Business Context
Meta's Integrity team wants a model to predict whether a newly created Facebook account will be actioned for coordinated spam or fake engagement within 7 days. You need to compare bagging and boosting in a realistic classification setting and recommend which ensemble approach should be deployed.
Dataset
You are given a training table built from account creation, graph, and early activity signals.

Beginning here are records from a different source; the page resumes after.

//! Agent.
use super::{Env, Policy};
use anyhow::Result;
use std::path::{Path, PathBuf};

/// Something whose current state can be written to disk.
///
/// During learning, the state of an agent may live outside of the agent object
/// (e.g., in a Python interpreter), so [`LearnCallback`] receives a [`Snapshot`]
/// instead of the agent itself.
pub trait Snapshot {
    /// Saves the current state to `path`.
    fn save_snapshot(&self, path: &Path) -> Result<()>;
}

/// Tells the learning loop whether to continue.
#[derive(Debug, Clone, Copy, PartialEq, Eq)]
pub enum CallbackFlow {
    /// Continue learning.
    Continue,

    /// Stop learning as soon as possible.
    Stop,
}

/// Called by [`Agent::learn`] after every environment step.
pub trait LearnCallback {
    /// Called after an environment step.
    ///
    /// `num_timesteps` is the number of environment steps done so far, starting from 1.
    fn on_step(&mut self, num_timesteps: usize, snapshot: &dyn Snapshot) -> Result<CallbackFlow>;
}

/// How a call of [`Agent::learn`] ended.
#[derive(Debug, Clone, Copy, PartialEq, Eq)]
pub enum LearnOutcome {
    /// The step budget was consumed.
    Completed,

    /// Learning was interrupted by the user or stopped by the callback.
    Interrupted,
}

/// Represents a trainable policy on an environment.
///
/// The learning algorithm is owned by an external library. An [`Agent`] is bound to
/// an environment when built and runs the whole learning loop in [`Agent::learn`].
pub trait Agent<E: Env>: Policy<E> + Snapshot {
    /// Configuration of the agent, e.g., hyperparameters.
    type Config: Clone;

    /// Builds a fresh agent bound to the given environment.
    fn build(config: &Self::Config, env: &E) -> Result<Self>
    where
        Self: Sized;

    /// Runs the learning loop for `total_timesteps` environment steps.
    ///
    /// A user interrupt during the loop is not an error: it ends the loop with
    /// [`LearnOutcome::Interrupted`]. The same holds when `callback` returns
    /// [`CallbackFlow::Stop`].
    fn learn(
        &mut self,
        total_timesteps: usize,
        callback: Box<dyn LearnCallback>,
    ) -> Result<LearnOutcome>;

    /// Saves the agent to `path`.
    fn save(&self, path: &Path) -> Result<()>;

    /// Loads an agent saved with [`Agent::save`].
    fn load(config: &Self::Config, path: &Path) -> Result<Self>
    where
        Self: Sized;

    /// Returns the file actually written by [`Agent::save`] for the given `path`.
    ///
    /// Some libraries append an extension to the path given to their save function.
    fn artifact_path(path: &Path) -> PathBuf
    where
        Self: Sized,
    {
        path.to_path_buf()
    }
}
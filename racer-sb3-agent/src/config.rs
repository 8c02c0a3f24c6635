//! Configuration of [`PpoAgent`](crate::PpoAgent).
use anyhow::Result;
use serde::{Deserialize, Serialize};
use std::{
    fs::File,
    io::{BufReader, Write},
    path::{Path, PathBuf},
};

/// Hyperparameters of `stable_baselines3.PPO`.
#[derive(Debug, Deserialize, Serialize, PartialEq, Clone)]
pub struct PpoConfig {
    /// Policy class, `CnnPolicy` for image observations.
    pub policy: String,

    /// Learning rate of the optimizer.
    pub learning_rate: f64,

    /// The number of steps collected per update.
    pub n_steps: usize,

    /// Minibatch size.
    pub batch_size: usize,

    /// The number of epochs per update.
    pub n_epochs: usize,

    /// Verbosity of the library, `1` prints training progress.
    pub verbose: usize,

    /// Where the library writes its TensorBoard logs.
    pub tensorboard_log: Option<PathBuf>,

    /// Name of the TensorBoard run.
    pub tb_log_name: String,

    /// Seed of the random number generators of the library.
    pub seed: Option<u64>,
}

impl Default for PpoConfig {
    fn default() -> Self {
        Self {
            policy: "CnnPolicy".to_string(),
            learning_rate: 0.0003,
            n_steps: 2048,
            batch_size: 64,
            n_epochs: 10,
            verbose: 1,
            tensorboard_log: None,
            tb_log_name: "PPO".to_string(),
            seed: None,
        }
    }
}

impl PpoConfig {
    /// Sets the policy class.
    pub fn policy(mut self, v: impl Into<String>) -> Self {
        self.policy = v.into();
        self
    }

    /// Sets the learning rate.
    pub fn learning_rate(mut self, v: f64) -> Self {
        self.learning_rate = v;
        self
    }

    /// Sets the number of steps per update.
    pub fn n_steps(mut self, v: usize) -> Self {
        self.n_steps = v;
        self
    }

    /// Sets the minibatch size.
    pub fn batch_size(mut self, v: usize) -> Self {
        self.batch_size = v;
        self
    }

    /// Sets the number of epochs per update.
    pub fn n_epochs(mut self, v: usize) -> Self {
        self.n_epochs = v;
        self
    }

    /// Sets the verbosity.
    pub fn verbose(mut self, v: usize) -> Self {
        self.verbose = v;
        self
    }

    /// Sets the directory of TensorBoard logs.
    pub fn tensorboard_log(mut self, v: Option<PathBuf>) -> Self {
        self.tensorboard_log = v;
        self
    }

    /// Sets the seed.
    pub fn seed(mut self, v: Option<u64>) -> Self {
        self.seed = v;
        self
    }

    /// Constructs [`PpoConfig`] from YAML file.
    pub fn load(path: impl AsRef<Path>) -> Result<Self> {
        let file = File::open(path)?;
        let rdr = BufReader::new(file);
        let b = serde_yaml::from_reader(rdr)?;
        Ok(b)
    }

    /// Saves [`PpoConfig`].
    pub fn save(&self, path: impl AsRef<Path>) -> Result<()> {
        let mut file = File::create(path)?;
        file.write_all(serde_yaml::to_string(&self)?.as_bytes())?;
        Ok(())
    }
}
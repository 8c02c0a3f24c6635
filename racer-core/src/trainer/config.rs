//! Configuration of [`Trainer`](super::Trainer).
use crate::error::RacerError;
use anyhow::Result;
use serde::{Deserialize, Serialize};
use std::{
    fs::File,
    io::{BufReader, Write},
    path::{Path, PathBuf},
};

/// Configuration of [`Trainer`](super::Trainer).
#[derive(Debug, Deserialize, Serialize, PartialEq, Clone)]
pub struct TrainerConfig {
    /// The number of environment steps of the learning loop.
    pub total_timesteps: usize,

    /// Interval of saving checkpoints in environment steps.
    pub checkpoint_freq: usize,

    /// Name of the model, used as the prefix of saved files.
    pub model_name: String,

    /// Where to save checkpoints.
    pub checkpoint_dir: PathBuf,

    /// Where to write logs for monitoring tools.
    pub log_dir: PathBuf,

    /// Where to save the final model.
    pub model_dir: PathBuf,
}

impl Default for TrainerConfig {
    fn default() -> Self {
        Self {
            total_timesteps: 100_000,
            checkpoint_freq: 20_000,
            model_name: "model".to_string(),
            checkpoint_dir: PathBuf::from("./checkpoints"),
            log_dir: PathBuf::from("./logs"),
            model_dir: PathBuf::from("./models"),
        }
    }
}

impl TrainerConfig {
    /// Sets the number of environment steps.
    pub fn total_timesteps(mut self, v: usize) -> Self {
        self.total_timesteps = v;
        self
    }

    /// Sets the interval of saving checkpoints in environment steps.
    pub fn checkpoint_freq(mut self, v: usize) -> Self {
        self.checkpoint_freq = v;
        self
    }

    /// Sets the name of the model.
    pub fn model_name(mut self, v: impl Into<String>) -> Self {
        self.model_name = v.into();
        self
    }

    /// Sets the directory of checkpoints.
    pub fn checkpoint_dir(mut self, v: impl Into<PathBuf>) -> Self {
        self.checkpoint_dir = v.into();
        self
    }

    /// Sets the directory of logs.
    pub fn log_dir(mut self, v: impl Into<PathBuf>) -> Self {
        self.log_dir = v.into();
        self
    }

    /// Sets the directory of the final model.
    pub fn model_dir(mut self, v: impl Into<PathBuf>) -> Self {
        self.model_dir = v.into();
        self
    }

    /// Path of the final model, `(model_dir)/final_(model_name)`.
    pub fn final_model_path(&self) -> PathBuf {
        self.model_dir.join(format!("final_{}", self.model_name))
    }

    /// Path of the checkpoint at the given step, `(checkpoint_dir)/(model_name)_(steps)_steps`.
    pub fn checkpoint_path(&self, steps: usize) -> PathBuf {
        self.checkpoint_dir
            .join(format!("{}_{}_steps", self.model_name, steps))
    }

    /// Creates the checkpoint, log and model directories.
    ///
    /// Directories that already exist are left untouched.
    pub fn create_dirs(&self) -> Result<()> {
        for dir in [&self.checkpoint_dir, &self.log_dir, &self.model_dir] {
            std::fs::create_dir_all(dir)?;
        }
        Ok(())
    }

    /// Checks the values of the configuration.
    pub fn validate(&self) -> Result<()> {
        if self.checkpoint_freq == 0 {
            return Err(RacerError::InvalidConfig("checkpoint_freq must be positive".into()).into());
        }
        if self.model_name.is_empty() {
            return Err(RacerError::InvalidConfig("model_name must not be empty".into()).into());
        }
        Ok(())
    }

    /// Constructs [`TrainerConfig`] from YAML file.
    pub fn load(path: impl AsRef<Path>) -> Result<Self> {
        let file = File::open(path)?;
        let rdr = BufReader::new(file);
        let b = serde_yaml::from_reader(rdr)?;
        Ok(b)
    }

    /// Saves [`TrainerConfig`].
    pub fn save(&self, path: impl AsRef<Path>) -> Result<()> {
        let mut file = File::create(path)?;
        file.write_all(serde_yaml::to_string(&self)?.as_bytes())?;
        Ok(())
    }
}

#[cfg(test)]
mod tests {
    use super::*;
    use tempdir::TempDir;

    #[test]
    fn test_serde_trainer_config() -> Result<()> {
        let config = TrainerConfig::default()
            .total_timesteps(1000)
            .checkpoint_freq(100)
            .model_name("driver")
            .model_dir("some/directory");

        let dir = TempDir::new("trainer_config")?;
        let path = dir.path().join("trainer_config.yaml");
        config.save(&path)?;
        let config_ = TrainerConfig::load(&path)?;
        assert_eq!(config, config_);
        Ok(())
    }

    #[test]
    fn test_paths() {
        let config = TrainerConfig::default()
            .model_name("driver")
            .checkpoint_dir("ckpt")
            .model_dir("models");
        assert_eq!(config.final_model_path(), Path::new("models/final_driver"));
        assert_eq!(
            config.checkpoint_path(20000),
            Path::new("ckpt/driver_20000_steps")
        );
    }

    #[test]
    fn test_create_dirs_is_idempotent() -> Result<()> {
        let dir = TempDir::new("create_dirs")?;
        let config = TrainerConfig::default()
            .checkpoint_dir(dir.path().join("checkpoints"))
            .log_dir(dir.path().join("logs"))
            .model_dir(dir.path().join("models"));
        config.create_dirs()?;
        config.create_dirs()?;
        assert!(dir.path().join("checkpoints").is_dir());
        assert!(dir.path().join("logs").is_dir());
        assert!(dir.path().join("models").is_dir());
        Ok(())
    }

    #[test]
    fn test_zero_checkpoint_freq_is_rejected() {
        let config = TrainerConfig::default().checkpoint_freq(0);
        assert!(config.validate().is_err());
    }
}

| Feature Group | Count | Examples |
|---|
| Account metadata | 8 | account_age_hours, signup_surface, country, device_os |
| Activity features | 14 | posts_first_24h, friend_requests_sent, groups_joined, outbound_message_count |
| Graph features | 9 | accepted_request_rate, clustering_coefficient, mutual_friends_p50 |
| Integrity heuristics | 6 | prior_device_risk, IP_reputation_score, velocity_bucket |
| Temporal features | 5 | hour_of_day_created, weekend_signup, session_gap_minutes |
- Size: 420K accounts, 42 features
- Target:
enforced_7d — 1 if the account is actioned within 7 days, else 0
- Class balance: 6.4% positive, 93.6% negative
- Missing data: ~12% missing in graph features for cold-start accounts; ~4% missing in device-level fields
Success Criteria
A good solution should:
- Beat a single decision tree baseline by a meaningful margin
- Show a clear comparison between a bagging method and a boosting method
- Achieve PR-AUC >= 0.42 and recall >= 0.75 at precision >= 0.30 on the test set
- Explain which method is preferable for Meta's production constraints
Constraints
- Batch scoring runs every 15 minutes; p95 inference latency should stay under 50 ms per 1K accounts
- The model must support feature importance analysis for Integrity analysts
- Retraining happens weekly; the pipeline should tolerate moderate feature drift
Deliverables
- Train a single decision tree baseline, a bagging model, and a boosting model.
- Explain the conceptual difference between bagging and boosting in the context of this dataset.
- Compare performance using PR-AUC, ROC-AUC, recall at fixed precision, and calibration.
- Recommend one approach for deployment and justify the tradeoffs.
- Describe how you would monitor degradation after launch.